In what Republicans dismissed as political grandstanding, Clinton urged GOP leaders to return to the bargaining table for one more try at a balanced budget deal, and he challenged them to pass a welfare-reform bill to replace the one he has vetoed.

“Now it is time to finish the job,” Clinton said. “Permanent deficit spending must come to an end … I am ready to meet tomorrow.”

Dole responded, “We will challenge President Clinton again and again to walk the talk he talks so well.”

GOP lawmakers in the chamber, ordered by their leadership to refrain from outbursts of scorn, gave polite applause to both Clintons. Dole did the talking for them, savaging the president as “the rearguard of the welfare state … the chief obstacle to a balanced budget” and a liberal elitist.

“President Clinton shares a view of America held by our country’s elites: a nation of special interest groups united only by a dependence on government, competing with each other for handouts,” Dole said.

“For three years, this administration has valued dependence on government over self-reliance … It has put liberal judges on the bench to war with our values, and it questions the participation of religious people in public life, treating them as fanatics out of step with America.”

Clinton addressed the GOP-controlled Congress at a time when the relationship between the executive and legislative branches is strained by partisan tensions over the Whitewater affair, the stymied negotiations over a balanced budget and other issues.

“We live in an age of possibility. A hundred years ago we moved from farm to factory. Now we move to an age of technology, information and global competition. These changes have opened vast new opportunities for our people, but they also present stiff challenges,” Clinton said. “More Americans are living better lives, but too many of our fellow citizens are working harder to keep up, and they are rightly concerned about the future of their families.”

Clinton urged the Republicans to pass temporary spending legislation and avoid another government shutdown this week. He also warned the GOP that if they did not extend the federal debt limit, the government faces the prospect of default at the end of February, endangering payments for Social Security, veterans and other federal benefits.

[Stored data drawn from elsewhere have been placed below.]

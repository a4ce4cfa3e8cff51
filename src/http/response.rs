//! Response helpers shared by the handlers.
//!
//! # Responsibilities
//! - Plain-text error responses
//! - The per-path wrong-method response
//!
//! # Design Decisions
//! - Error bodies are `text/plain; charset=utf-8` with `nosniff`
//! - A wrong method is answered with 404, not 405

use axum::{
    http::{header, HeaderValue, StatusCode},
    response::{IntoResponse, Response},
};

/// Body sent when a path is requested with the wrong method.
pub const METHOD_NOT_SUPPORTED: &str = "Method is not supported.";

/// Build a plain-text error response.
pub fn error_response(status: StatusCode, message: impl Into<String>) -> Response {
    (
        status,
        [
            (
                header::CONTENT_TYPE,
                HeaderValue::from_static("text/plain; charset=utf-8"),
            ),
            (
                header::X_CONTENT_TYPE_OPTIONS,
                HeaderValue::from_static("nosniff"),
            ),
        ],
        message.into(),
    )
        .into_response()
}

pub fn method_not_supported() -> Response {
    error_response(StatusCode::NOT_FOUND, METHOD_NOT_SUPPORTED)
}
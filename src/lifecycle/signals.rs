//! OS signal handling.
//!
//! # Responsibilities
//! - Register signal handlers (SIGINT, SIGTERM, SIGABRT)
//! - Translate the first signal received into a [`TerminationSignal`]
//! - Forward it to the [`Shutdown`] coordinator exactly once
//!
//! # Design Decisions
//! - Uses Tokio's signal handling (async-safe)
//! - Handlers are registered before the listener binds, so no signal can
//!   hit the default disposition once the port is open
//! - The signal kind is reported but does not change the exit path

use tokio::task::JoinHandle;

use crate::lifecycle::shutdown::{Shutdown, TerminationSignal};

/// Registered termination signal streams.
#[cfg(unix)]
pub struct TerminationSignals {
    interrupt: tokio::signal::unix::Signal,
    terminate: tokio::signal::unix::Signal,
    abort: tokio::signal::unix::Signal,
}

#[cfg(unix)]
impl TerminationSignals {
    /// Register handlers for SIGINT, SIGTERM and SIGABRT.
    ///
    /// Must be called from within a Tokio runtime.
    pub fn install() -> std::io::Result<Self> {
        use tokio::signal::unix::{signal, SignalKind};

        Ok(Self {
            interrupt: signal(SignalKind::interrupt())?,
            terminate: signal(SignalKind::terminate())?,
            abort: signal(SignalKind::from_raw(libc::SIGABRT))?,
        })
    }

    /// Wait for the next termination signal.
    pub async fn recv(&mut self) -> TerminationSignal {
        tokio::select! {
            _ = self.interrupt.recv() => TerminationSignal::Interrupt,
            _ = self.terminate.recv() => TerminationSignal::Terminate,
            _ = self.abort.recv() => TerminationSignal::Abort,
        }
    }
}

/// Registered Ctrl-C handler.
#[cfg(not(unix))]
pub struct TerminationSignals {
    ctrl_c: tokio::signal::windows::CtrlC,
}

#[cfg(not(unix))]
impl TerminationSignals {
    /// Register the Ctrl-C handler.
    pub fn install() -> std::io::Result<Self> {
        Ok(Self {
            ctrl_c: tokio::signal::windows::ctrl_c()?,
        })
    }

    /// Wait for the next Ctrl-C.
    pub async fn recv(&mut self) -> TerminationSignal {
        self.ctrl_c.recv().await;
        TerminationSignal::Interrupt
    }
}

/// Spawn the watcher task that forwards the first termination signal to
/// `shutdown`.
pub fn spawn_signal_watcher(mut signals: TerminationSignals, shutdown: Shutdown) -> JoinHandle<()> {
    tokio::spawn(async move {
        let signal = signals.recv().await;
        tracing::debug!(signal = %signal, "Termination signal received");
        shutdown.notify(signal);
    })
}
//! Error types for the tunwatch state store.

use thiserror::Error;

/// Result type alias for state store operations.
pub type StateResult<T> = Result<T, StateError>;

/// Errors that can occur during state store operations.
#[derive(Debug, Error)]
pub enum StateError {
    #[error("failed to open database: {0}")]
    Open(String),

    #[error("transaction error: {0}")]
    Transaction(String),

    #[error("table error: {0}")]
    Table(String),

    #[error("read error: {0}")]
    Read(String),

    #[error("write error: {0}")]
    Write(String),

    #[error("serialization error: {0}")]
    Serialize(String),

    #[error("deserialization error: {0}")]
    Deserialize(String),
}
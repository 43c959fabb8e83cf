//! tunwatchd: the tunwatch daemon.
//!
//! Single binary that assembles the tunnel health subsystems:
//! - State store (redb)
//! - HTTP tunnel probe
//! - Single-flight check scheduler
//! - Periodic tunnel monitor
//!
//! # Usage
//!
//! ```text
//! tunwatchd watch --url https://abc123.ngrok.io --data-dir /var/lib/tunwatch
//! tunwatchd check --url https://abc123.ngrok.io
//! tunwatchd status --data-dir /var/lib/tunwatch
//! ```
//!
//! While `watch` runs, `SIGUSR1` forces an immediate check.

mod config;
mod report;

use std::path::PathBuf;
use std::sync::Arc;

use anyhow::{Context, bail};
use clap::{Parser, Subcommand};
use tracing::info;
use tracing_subscriber::EnvFilter;
use tracing_subscriber::prelude::*;

use tunwatch_health::{CheckOutcome, HttpProbe, Scheduler, TunnelMonitor};
use tunwatch_state::StateStore;

use crate::config::TunwatchConfig;

const DEFAULT_LOG_FILTER: &str = "info,tunwatchd=debug,tunwatch_health=debug";

#[derive(Parser)]
#[command(name = "tunwatchd", about = "Tunnel health monitor")]
struct Cli {
    /// Path to tunwatch.toml.
    #[arg(long, global = true)]
    config: Option<PathBuf>,

    #[command(subcommand)]
    command: Command,
}

#[derive(Subcommand)]
enum Command {
    /// Watch a tunnel until Ctrl-C, checking it on every tick.
    Watch {
        /// Public tunnel URL. Overrides `tunnel.public_url`.
        #[arg(long)]
        url: Option<String>,

        /// Tunnel name in the state store. Overrides `tunnel.name`.
        #[arg(long)]
        name: Option<String>,

        /// Data directory for persistent state.
        #[arg(long, default_value = "/var/lib/tunwatch")]
        data_dir: PathBuf,

        /// Tick interval (e.g. "10s"). Overrides `schedule.tick`.
        #[arg(long)]
        tick: Option<String>,
    },

    /// Check a tunnel once and print the outcome as JSON.
    Check {
        /// Public tunnel URL. Overrides `tunnel.public_url`.
        #[arg(long)]
        url: Option<String>,

        /// Probe timeout (e.g. "5s"). Overrides `probe.timeout`.
        #[arg(long)]
        timeout: Option<String>,
    },

    /// Print the stored state of a tunnel as JSON.
    Status {
        /// Tunnel name in the state store. Overrides `tunnel.name`.
        #[arg(long)]
        name: Option<String>,

        /// Data directory for persistent state.
        #[arg(long, default_value = "/var/lib/tunwatch")]
        data_dir: PathBuf,
    },
}

#[tokio::main]
async fn main() -> anyhow::Result<()> {
    init_tracing();

    let cli = Cli::parse();
    let mut config = TunwatchConfig::load(cli.config.as_deref())?;

    match cli.command {
        Command::Watch {
            url,
            name,
            data_dir,
            tick,
        } => {
            if let Some(name) = name {
                config.tunnel.name = name;
            }
            if let Some(tick) = tick {
                config.schedule.tick = tick;
            }
            run_watch(config, url, data_dir).await
        }
        Command::Check { url, timeout } => {
            if let Some(timeout) = timeout {
                config.probe.timeout = timeout;
            }
            run_check(config, url).await
        }
        Command::Status { name, data_dir } => {
            if let Some(name) = name {
                config.tunnel.name = name;
            }
            print_status(&config, data_dir)
        }
    }
}

/// Logs go to stderr so `check` and `status` output stays parseable.
fn init_tracing() {
    let env_filter =
        EnvFilter::try_from_default_env().unwrap_or_else(|_| EnvFilter::new(DEFAULT_LOG_FILTER));

    let log_layer = match std::env::var("RUST_LOG_FORMAT").as_deref() {
        Ok("json") => tracing_subscriber::fmt::layer()
            .json()
            .with_writer(std::io::stderr)
            .with_filter(env_filter)
            .boxed(),
        _ => tracing_subscriber::fmt::layer()
            .compact()
            .with_writer(std::io::stderr)
            .with_filter(env_filter)
            .boxed(),
    };

    tracing_subscriber::registry().with(log_layer).init();
}

async fn run_watch(
    config: TunwatchConfig,
    url: Option<String>,
    data_dir: PathBuf,
) -> anyhow::Result<()> {
    let name = config.tunnel.name.clone();
    info!(tunnel = %name, "tunwatch daemon starting");

    // Ensure data directory exists.
    std::fs::create_dir_all(&data_dir)
        .with_context(|| format!("failed to create {}", data_dir.display()))?;
    let db_path = data_dir.join("tunwatch.redb");

    // ── Initialize subsystems ──────────────────────────────────

    let state = StateStore::open(&db_path)?;
    info!(path = ?db_path, "state store opened");

    if let Some(url) = url.or_else(|| config.tunnel.public_url.clone()) {
        state.set_public_url(&name, &url)?;
        info!(tunnel = %name, %url, "tunnel url set");
    }

    let probe = Arc::new(HttpProbe::new(config.probe_timeout()?)?);
    let scheduler = Scheduler::new(name.clone(), state.clone(), probe)
        .with_thresholds(config.thresholds()?);

    let (on_success, on_error) = report::status_hooks(state.clone(), name.clone());
    let monitor = TunnelMonitor::new(scheduler, config.tick()?).with_callbacks(on_success, on_error);

    // ── Run until shutdown ─────────────────────────────────────

    monitor.start().await;
    wait_for_shutdown(&monitor).await?;
    info!("shutdown signal received");
    monitor.stop().await;

    info!("tunwatch daemon stopped");
    Ok(())
}

#[cfg(unix)]
async fn wait_for_shutdown(monitor: &TunnelMonitor) -> anyhow::Result<()> {
    use tokio::signal::unix::{SignalKind, signal};

    let mut check_now = signal(SignalKind::user_defined1())?;
    loop {
        tokio::select! {
            res = tokio::signal::ctrl_c() => return Ok(res?),
            _ = check_now.recv() => {
                info!("forced tunnel check requested");
                // The run reports through the monitor's callbacks.
                let _ = monitor.check_now().await;
            }
        }
    }
}

#[cfg(not(unix))]
async fn wait_for_shutdown(_monitor: &TunnelMonitor) -> anyhow::Result<()> {
    tokio::signal::ctrl_c().await?;
    Ok(())
}

async fn run_check(config: TunwatchConfig, url: Option<String>) -> anyhow::Result<()> {
    let name = config.tunnel.name.clone();
    let state = StateStore::open_in_memory()?;
    if let Some(url) = url.or_else(|| config.tunnel.public_url.clone()) {
        state.set_public_url(&name, &url)?;
    }

    let probe = Arc::new(HttpProbe::new(config.probe_timeout()?)?);
    let scheduler = Scheduler::new(name, state, probe);
    let outcome = scheduler.check(true).await?;

    println!("{}", serde_json::to_string_pretty(&outcome)?);

    match &outcome {
        CheckOutcome::Probed(probe) if probe.is_healthy() => Ok(()),
        other => match other.response_info() {
            Some(info) => bail!("tunnel unhealthy: {}", info.describe()),
            None => bail!("tunnel was not probed"),
        },
    }
}

fn print_status(config: &TunwatchConfig, data_dir: PathBuf) -> anyhow::Result<()> {
    let db_path = data_dir.join("tunwatch.redb");
    if !db_path.exists() {
        bail!("no state store at {}", db_path.display());
    }
    let state = StateStore::open(&db_path)?;
    let tunnel = state.tunnel_or_default(&config.tunnel.name)?;
    println!("{}", serde_json::to_string_pretty(&tunnel)?);
    Ok(())
}
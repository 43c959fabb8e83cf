//! Health check error types.

use thiserror::Error;

/// Errors surfaced by the health scheduler.
///
/// An unhealthy tunnel is not an error: it is reported as a
/// [`CheckOutcome`](crate::CheckOutcome) and through `on_error`.
#[derive(Debug, Error)]
pub enum HealthError {
    #[error("check superseded by a newer request")]
    Superseded,

    #[error("check callback panicked: {0}")]
    Callback(String),

    #[error("check task failed: {0}")]
    Task(String),

    #[error("state store error: {0}")]
    State(#[from] tunwatch_state::StateError),

    #[error("failed to build http client: {0}")]
    Client(#[from] reqwest::Error),
}

pub type HealthResult<T> = Result<T, HealthError>;
//! tunwatch-state: embedded tunnel state store for tunwatch.
//!
//! Backed by [redb](https://docs.rs/redb), holds one `TunnelState` record
//! per tunnel name: the public URL, the last ping timestamp, the current
//! check interval bucket and the last reported tunnel status.
//!
//! # Architecture
//!
//! Records are JSON-serialized into a single `&str -> &[u8]` table keyed
//! by tunnel name. Field-level accessors (`public_url`, `record_ping`,
//! `set_check_interval`, ...) are the only read/write surface the health
//! scheduler uses; it never keeps its own copy of the state.
//!
//! The `StateStore` is `Clone` + `Send` + `Sync` (backed by `Arc<Database>`)
//! and can be shared across async tasks.

pub mod error;
pub mod store;
pub mod tables;
pub mod types;

pub use error::{StateError, StateResult};
pub use store::StateStore;
pub use types::*;
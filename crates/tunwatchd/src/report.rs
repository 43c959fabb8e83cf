//! Callback adapter that records check results as tunnel status.

use std::sync::Arc;

use tracing::{error, info, warn};
use tunwatch_health::monitor::{ErrorHook, SuccessHook};
use tunwatch_health::{ResponseInfo, UnhealthyReason};
use tunwatch_state::{StateStore, TunnelError, TunnelStatus};

/// Hooks that write `tunnel_status` and `last_error` for `name`.
pub fn status_hooks(state: StateStore, name: String) -> (SuccessHook, ErrorHook) {
    let ok_state = state.clone();
    let ok_name = name.clone();
    let on_success: SuccessHook = Arc::new(move || {
        info!(tunnel = %ok_name, "tunnel reachable");
        if let Err(e) = ok_state.set_tunnel_status(&ok_name, TunnelStatus::Active, None) {
            error!(tunnel = %ok_name, error = %e, "failed to record tunnel status");
        }
    });

    let on_error: ErrorHook = Arc::new(move |info: &ResponseInfo| {
        let (status, error) = tunnel_error(info);
        warn!(tunnel = %name, problem = %error.message, "tunnel check failed");
        if let Err(e) = state.set_tunnel_status(&name, status, Some(error)) {
            error!(tunnel = %name, error = %e, "failed to record tunnel status");
        }
    });

    (on_success, on_error)
}

/// Map a failed check onto the stored status and error.
pub fn tunnel_error(info: &ResponseInfo) -> (TunnelStatus, TunnelError) {
    let status = match info.reason {
        Some(UnhealthyReason::NoActiveTunnel) => TunnelStatus::Inactive,
        _ => TunnelStatus::Error,
    };
    let error = TunnelError {
        status_code: info.status,
        message: info.describe(),
    };
    (status, error)
}
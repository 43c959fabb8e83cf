//! StateStore: redb-backed tunnel state persistence for tunwatch.
//!
//! Provides whole-record CRUD plus the field-level accessors the health
//! scheduler reads and writes through. Every accessor write is a single
//! read-modify-write transaction, so concurrent writers cannot lose each
//! other's fields. The store supports both on-disk and in-memory backends
//! (the latter for testing).

use std::path::Path;
use std::sync::Arc;

use redb::{Database, ReadableDatabase, ReadableTable};
use tracing::debug;

use crate::error::{StateError, StateResult};
use crate::tables::*;
use crate::types::*;

/// Convert any `Display` error into a `StateError` variant via a closure factory.
macro_rules! map_err {
    ($variant:ident) => {
        |e| StateError::$variant(e.to_string())
    };
}

/// Thread-safe state store backed by redb.
#[derive(Clone)]
pub struct StateStore {
    db: Arc<Database>,
}

impl StateStore {
    /// Open (or create) a persistent state store at the given path.
    pub fn open(path: &Path) -> StateResult<Self> {
        let db = Database::create(path).map_err(map_err!(Open))?;
        let store = Self { db: Arc::new(db) };
        store.ensure_tables()?;
        debug!(?path, "state store opened");
        Ok(store)
    }

    /// Create an ephemeral in-memory state store (for testing).
    pub fn open_in_memory() -> StateResult<Self> {
        let backend = redb::backends::InMemoryBackend::new();
        let db = Database::builder()
            .create_with_backend(backend)
            .map_err(map_err!(Open))?;
        let store = Self { db: Arc::new(db) };
        store.ensure_tables()?;
        debug!("in-memory state store opened");
        Ok(store)
    }

    /// Create all tables if they don't exist yet.
    fn ensure_tables(&self) -> StateResult<()> {
        let txn = self.db.begin_write().map_err(map_err!(Transaction))?;
        // Opening a table in a write transaction creates it if absent.
        txn.open_table(TUNNELS).map_err(map_err!(Table))?;
        txn.commit().map_err(map_err!(Transaction))?;
        Ok(())
    }

    // ── Whole records ──────────────────────────────────────────────

    /// Insert or replace a tunnel record.
    pub fn put_tunnel(&self, state: &TunnelState) -> StateResult<()> {
        let key = state.table_key();
        let value = serde_json::to_vec(state).map_err(map_err!(Serialize))?;
        let txn = self.db.begin_write().map_err(map_err!(Transaction))?;
        {
            let mut table = txn.open_table(TUNNELS).map_err(map_err!(Table))?;
            table
                .insert(key, value.as_slice())
                .map_err(map_err!(Write))?;
        }
        txn.commit().map_err(map_err!(Transaction))?;
        debug!(%key, "tunnel stored");
        Ok(())
    }

    /// Get a tunnel record by name.
    pub fn get_tunnel(&self, name: &str) -> StateResult<Option<TunnelState>> {
        let txn = self.db.begin_read().map_err(map_err!(Transaction))?;
        let table = txn.open_table(TUNNELS).map_err(map_err!(Table))?;
        match table.get(name).map_err(map_err!(Read))? {
            Some(guard) => {
                let state: TunnelState =
                    serde_json::from_slice(guard.value()).map_err(map_err!(Deserialize))?;
                Ok(Some(state))
            }
            None => Ok(None),
        }
    }

    /// Get a tunnel record, or the default state if it was never stored.
    pub fn tunnel_or_default(&self, name: &str) -> StateResult<TunnelState> {
        Ok(self
            .get_tunnel(name)?
            .unwrap_or_else(|| TunnelState::new(name)))
    }

    /// List all tunnels.
    pub fn list_tunnels(&self) -> StateResult<Vec<TunnelState>> {
        let txn = self.db.begin_read().map_err(map_err!(Transaction))?;
        let table = txn.open_table(TUNNELS).map_err(map_err!(Table))?;
        let mut results = Vec::new();
        for entry in table.iter().map_err(map_err!(Read))? {
            let (_, value) = entry.map_err(map_err!(Read))?;
            let state: TunnelState =
                serde_json::from_slice(value.value()).map_err(map_err!(Deserialize))?;
            results.push(state);
        }
        Ok(results)
    }

    /// Delete a tunnel by name. Returns true if it existed.
    pub fn delete_tunnel(&self, name: &str) -> StateResult<bool> {
        let txn = self.db.begin_write().map_err(map_err!(Transaction))?;
        let existed;
        {
            let mut table = txn.open_table(TUNNELS).map_err(map_err!(Table))?;
            existed = table.remove(name).map_err(map_err!(Write))?.is_some();
        }
        txn.commit().map_err(map_err!(Transaction))?;
        debug!(%name, existed, "tunnel deleted");
        Ok(existed)
    }

    // ── Field accessors ────────────────────────────────────────────

    /// Current public URL of the tunnel. Empty when no tunnel is active.
    pub fn public_url(&self, name: &str) -> StateResult<String> {
        Ok(self.tunnel_or_default(name)?.public_url)
    }

    /// Epoch milliseconds of the last completed check, 0 if never checked.
    pub fn last_pinged_timestamp(&self, name: &str) -> StateResult<u64> {
        Ok(self.tunnel_or_default(name)?.last_pinged_timestamp)
    }

    pub fn check_interval(&self, name: &str) -> StateResult<CheckInterval> {
        Ok(self.tunnel_or_default(name)?.check_interval)
    }

    /// Publish the scheduler's current interval bucket.
    pub fn set_check_interval(&self, name: &str, interval: CheckInterval) -> StateResult<()> {
        self.update(name, |state| state.check_interval = interval)?;
        Ok(())
    }

    /// Record a completed check at `timestamp_ms`.
    ///
    /// The stored timestamp never moves backwards; an older value is ignored.
    /// Returns the timestamp now stored.
    pub fn record_ping(&self, name: &str, timestamp_ms: u64) -> StateResult<u64> {
        let state = self.update(name, |state| {
            state.last_pinged_timestamp = state.last_pinged_timestamp.max(timestamp_ms);
        })?;
        Ok(state.last_pinged_timestamp)
    }

    /// Point the tunnel at a new public URL.
    ///
    /// A changed URL is a new tunnel session, so the reported status and
    /// last error are reset. Timing state is kept.
    pub fn set_public_url(&self, name: &str, url: &str) -> StateResult<()> {
        self.update(name, |state| {
            if state.public_url != url {
                state.public_url = url.to_string();
                state.tunnel_status = TunnelStatus::Inactive;
                state.last_error = None;
            }
        })?;
        Ok(())
    }

    /// Record the tunnel status reported by the last check.
    pub fn set_tunnel_status(
        &self,
        name: &str,
        status: TunnelStatus,
        error: Option<TunnelError>,
    ) -> StateResult<()> {
        self.update(name, |state| {
            state.tunnel_status = status;
            state.last_error = error;
        })?;
        Ok(())
    }

    /// Apply `f` to the stored record (or a default one) in one write transaction.
    fn update<F>(&self, name: &str, f: F) -> StateResult<TunnelState>
    where
        F: FnOnce(&mut TunnelState),
    {
        let txn = self.db.begin_write().map_err(map_err!(Transaction))?;
        let state = {
            let mut table = txn.open_table(TUNNELS).map_err(map_err!(Table))?;
            let mut state = match table.get(name).map_err(map_err!(Read))? {
                Some(guard) => serde_json::from_slice::<TunnelState>(guard.value())
                    .map_err(map_err!(Deserialize))?,
                None => TunnelState::new(name),
            };
            f(&mut state);
            let value = serde_json::to_vec(&state).map_err(map_err!(Serialize))?;
            table
                .insert(name, value.as_slice())
                .map_err(map_err!(Write))?;
            state
        };
        txn.commit().map_err(map_err!(Transaction))?;
        Ok(state)
    }
}
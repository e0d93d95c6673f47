//! Endpoint descriptor model.
//!
//! One [`EndpointDescriptor`] is built per discovered route registration by
//! the analysis front end, consumed exactly once by the synthesis functions
//! in this crate, then discarded. Descriptors are never mutated here.

use proc_macro2::{Span, TokenStream};
use quote::{format_ident, quote};

/// A capability declared by a parameter or response type, opting it into
/// registration-time metadata contribution.
///
/// Modeled as a sum type rather than loose booleans so that a new capability
/// is added here, not threaded through every call site.
#[derive(Debug, Clone, Copy, PartialEq, Eq)]
pub enum MetadataCapability {
    /// The type contributes endpoint-level metadata.
    EndpointMetadata,
    /// The type contributes metadata for the parameter it binds.
    ParameterMetadata,
}

/// Source file + line of the route registration call site.
///
/// Opaque to synthesis logic; only used to build a stable identity key.
#[derive(Debug, Clone)]
pub struct SourceLocation {
    pub file: String,
    pub line: u32,
}

/// One bound handler parameter, in declaration order.
#[derive(Debug, Clone)]
pub struct ParameterDescriptor {
    /// Semantic type of the bound value (without any `Option` wrapper).
    pub ty: syn::Type,
    /// Whether binding failure is tolerated (nullable binding).
    pub is_optional: bool,
    /// Stable identifier used in generated variable names.
    pub symbol_name: String,
    pub capabilities: Vec<MetadataCapability>,
}

impl ParameterDescriptor {
    pub fn declares(&self, capability: MetadataCapability) -> bool {
        self.capabilities.contains(&capability)
    }

    /// Local variable holding the bound value in generated routines.
    pub(crate) fn arg_ident(&self) -> syn::Ident {
        format_ident!("__arg_{}", self.symbol_name)
    }

    /// The parameter type as rendered in type position: wrapped in `Option`
    /// when optionality-aware rendering is requested and the binding is
    /// optional. Affects only the textual rendering, never behavior.
    pub(crate) fn rendered_ty(&self, consider_optionality: bool) -> TokenStream {
        let ty = &self.ty;
        if consider_optionality && self.is_optional {
            quote! { ::core::option::Option<#ty> }
        } else {
            quote! { #ty }
        }
    }
}

/// The handler's declared response shape.
#[derive(Debug, Clone)]
pub struct ResponseDescriptor {
    /// Return type after unwrapping any future/task wrapper, or `None` for
    /// void-shaped returns.
    pub response_type: Option<syn::Type>,
    /// The as-declared return type (before unwrapping); used for the
    /// delegate type.
    pub wrapped_response_type: syn::Type,
    /// Producing the response requires awaiting.
    pub is_awaitable: bool,
    /// True for void-shaped returns. Mutually exclusive with
    /// `is_self_executing`.
    pub has_no_response: bool,
    /// The response value knows how to write itself to the exchange.
    pub is_self_executing: bool,
    /// Declared content-type override, applied as a default only.
    pub content_type: Option<String>,
    pub capabilities: Vec<MetadataCapability>,
}

impl ResponseDescriptor {
    pub fn declares(&self, capability: MetadataCapability) -> bool {
        self.capabilities.contains(&capability)
    }
}

/// Normalized, immutable facts about one route registration.
#[derive(Debug, Clone)]
pub struct EndpointDescriptor {
    /// Raw verb from the registration call site (`"GET"`, `"POST"`, ...).
    pub http_method: String,
    /// Ordered; order is preserved in every emitted argument list.
    pub parameters: Vec<ParameterDescriptor>,
    /// Absent means the handler produces no observable output contract.
    pub response: Option<ResponseDescriptor>,
    /// The handler itself must be awaited.
    pub is_awaitable: bool,
    pub location: SourceLocation,
}

impl EndpointDescriptor {
    /// Parsed verb, failing on anything outside the five recognized values.
    pub fn verb(&self) -> syn::Result<HttpVerb> {
        HttpVerb::parse(&self.http_method)
    }

    /// The routing-constructor identifier for this endpoint's verb
    /// (`get`, `put`, `post`, `delete`, `patch`).
    ///
    /// An unrecognized verb is a fatal configuration error; it is never
    /// defaulted.
    pub fn verb_token(&self) -> syn::Result<syn::Ident> {
        let verb = self.verb()?;
        Ok(syn::Ident::new(verb.as_routing_fn(), Span::call_site()))
    }

    /// Stable `(file, line)` identity expression for this registration.
    pub fn source_key(&self) -> TokenStream {
        let file = &self.location.file;
        let line = self.location.line;
        quote! { (#file, #line) }
    }

    /// A response the delegate type must surface: present and not
    /// void-shaped.
    pub(crate) fn meaningful_response(&self) -> Option<&ResponseDescriptor> {
        self.response.as_ref().filter(|r| !r.has_no_response)
    }
}

/// The five verbs a route registration may carry.
#[derive(Debug, Clone, Copy, PartialEq, Eq)]
pub enum HttpVerb {
    Get,
    Put,
    Post,
    Delete,
    Patch,
}

impl HttpVerb {
    pub fn parse(raw: &str) -> syn::Result<Self> {
        match raw {
            "GET" => Ok(HttpVerb::Get),
            "PUT" => Ok(HttpVerb::Put),
            "POST" => Ok(HttpVerb::Post),
            "DELETE" => Ok(HttpVerb::Delete),
            "PATCH" => Ok(HttpVerb::Patch),
            other => Err(syn::Error::new(
                Span::call_site(),
                format!("unsupported HTTP method `{other}` on route registration"),
            )),
        }
    }

    /// Name of the routing constructor in the runtime router.
    pub fn as_routing_fn(&self) -> &'static str {
        match self {
            HttpVerb::Get => "get",
            HttpVerb::Put => "put",
            HttpVerb::Post => "post",
            HttpVerb::Delete => "delete",
            HttpVerb::Patch => "patch",
        }
    }

    /// Default success status for the verb, used by the registration front
    /// end when no override is present.
    pub fn default_status(&self) -> u16 {
        match self {
            HttpVerb::Get => 200,
            HttpVerb::Post => 201,
            HttpVerb::Put => 200,
            HttpVerb::Delete => 204,
            HttpVerb::Patch => 200,
        }
    }
}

“I challenge all of you in this chamber: Never - ever - shut the federal government down again,” Clinton said. “And on behalf of all Americans, I challenge Congress to preserve the full faith and credit of the United States, to honor our obligations as we have for 220 years.”

The president used his speech to announce that Army Gen. Barry McCaffrey, now head of the US Southern Command in Panama, will take office as the administration’s new drug czar.

Because of the budget impasse, and his promise to stem the flow of federal red ink by the end of seven years, Clinton could not go before Congress with the usual menu of crowd-pleasing programs and election-year initiatives offered in speeches by previous presidents.

Clinton’s list of new offerings was meager. He proposed:

Establishment of a $1,000 merit scholarship for college-bound students who finish in the top 5 percent of their high school graduating class;

A tax break for businesses who agree to clean up and reclaim abandoned industrial sites in distressed urban areas;

Expansion of the administration’s college work study program from some 700,000 students to more than 1 million in the next five years.

He urged the lawmakers not to

repeal the two gun control measures enacted during his first two years of office - the Brady Bill controls on handguns and the ban on assault weapons.

Clinton also announced several modest crime-fighting initiatives. They include a “one strike and you’re out” provision to oust drug dealers and violent criminals from public housing, an executive order to deny federal contracts to companies that hire illegal aliens and a coordinated war on urban street gangs, led by the FBI.